Let $S_n$ be a symmetric simple random walk starting at $S_0=0$, how to prove $S_n^2-n$ is still a martingale?
It seems that checking the definition works but $$ E[S_n^2-n|\mathcal{F}_{n-1}]=? $$
Is there another approach? For $f(x)=x^2$, we can say $S^2_n$ is a sub-martingale since $S_n$ is a martingale.

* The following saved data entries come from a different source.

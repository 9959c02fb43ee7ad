//! Cart operation errors.

use go_marketplace_core::ProductId;
use thiserror::Error;

/// Errors returned by cart operations.
///
/// Persistence failures are not part of this type: they are logged by the
/// background writer and never reach the caller of a mutation.
#[derive(Debug, Error, Clone, PartialEq, Eq)]
pub enum CartError {
    /// No line item with this product ID is in the cart.
    #[error("Item not found in cart: {0}")]
    ItemNotFound(ProductId),

    /// `use_cart` was called outside of a `CartProvider` scope.
    #[error("use_cart must be used within a CartProvider")]
    OutsideProvider,
}

/// Result type alias for `CartError`.
pub type Result<T> = std::result::Result<T, CartError>;

#[cfg(test)]
mod tests {
    use super::*;

    #[test]
    fn test_cart_error_display() {
        let err = CartError::ItemNotFound(ProductId::new("p-123"));
        assert_eq!(err.to_string(), "Item not found in cart: p-123");

        assert_eq!(
            CartError::OutsideProvider.to_string(),
            "use_cart must be used within a CartProvider"
        );
    }
}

Checking the definition directly is probably the best approach. I think it is useful to write $S_n=X_1+\dots+X_n$, where the $X_i$ are iid, with $\mathbb{P}(X_i=1)=\mathbb{P}(X_i=-1)=1/2$. This way, you can easily check that $$ S_n^2=(S_{n-1}+X_n)^2=S_{n-1}^2+2S_{n-1}X_n+X_n^2. $$ We can use this to compute the conditional expectation. As $S_{n-1}$ is $\mathcal{F}_n$-measurable, we get $$ \begin{align*} \mathbb{E}[S_n^2-n \mid \mathcal{F}_{n-1}] &= \mathbb{E}[S_{n-1}^2+2S_{n-1}X_n+X_n^2-n \mid \mathcal{F_{n-1}}] \\ &= S_{n-1}^2+2S_{n-1} \mathbb{E}[X_n \mid \mathcal{F}_{n-1}]+\mathbb{E}[X_n^2 \mid \mathcal{F}_{n-1}]-n \end{align*} $$ By independence, these conditional expectations agree with the expectation, and so $\mathbb{E}[X_n \mid \mathcal{F}_{n-1}]=0$, $\mathbb{E}[X_n^2 \mid \mathcal{F}_{n-1}]=1$. This yields $$ \mathbb{E}[S_n^2-n \mid \mathcal{F}_{n-1}] = S_{n-1}^2+1-n=S_{n-1}^2-(n-1), $$ as required.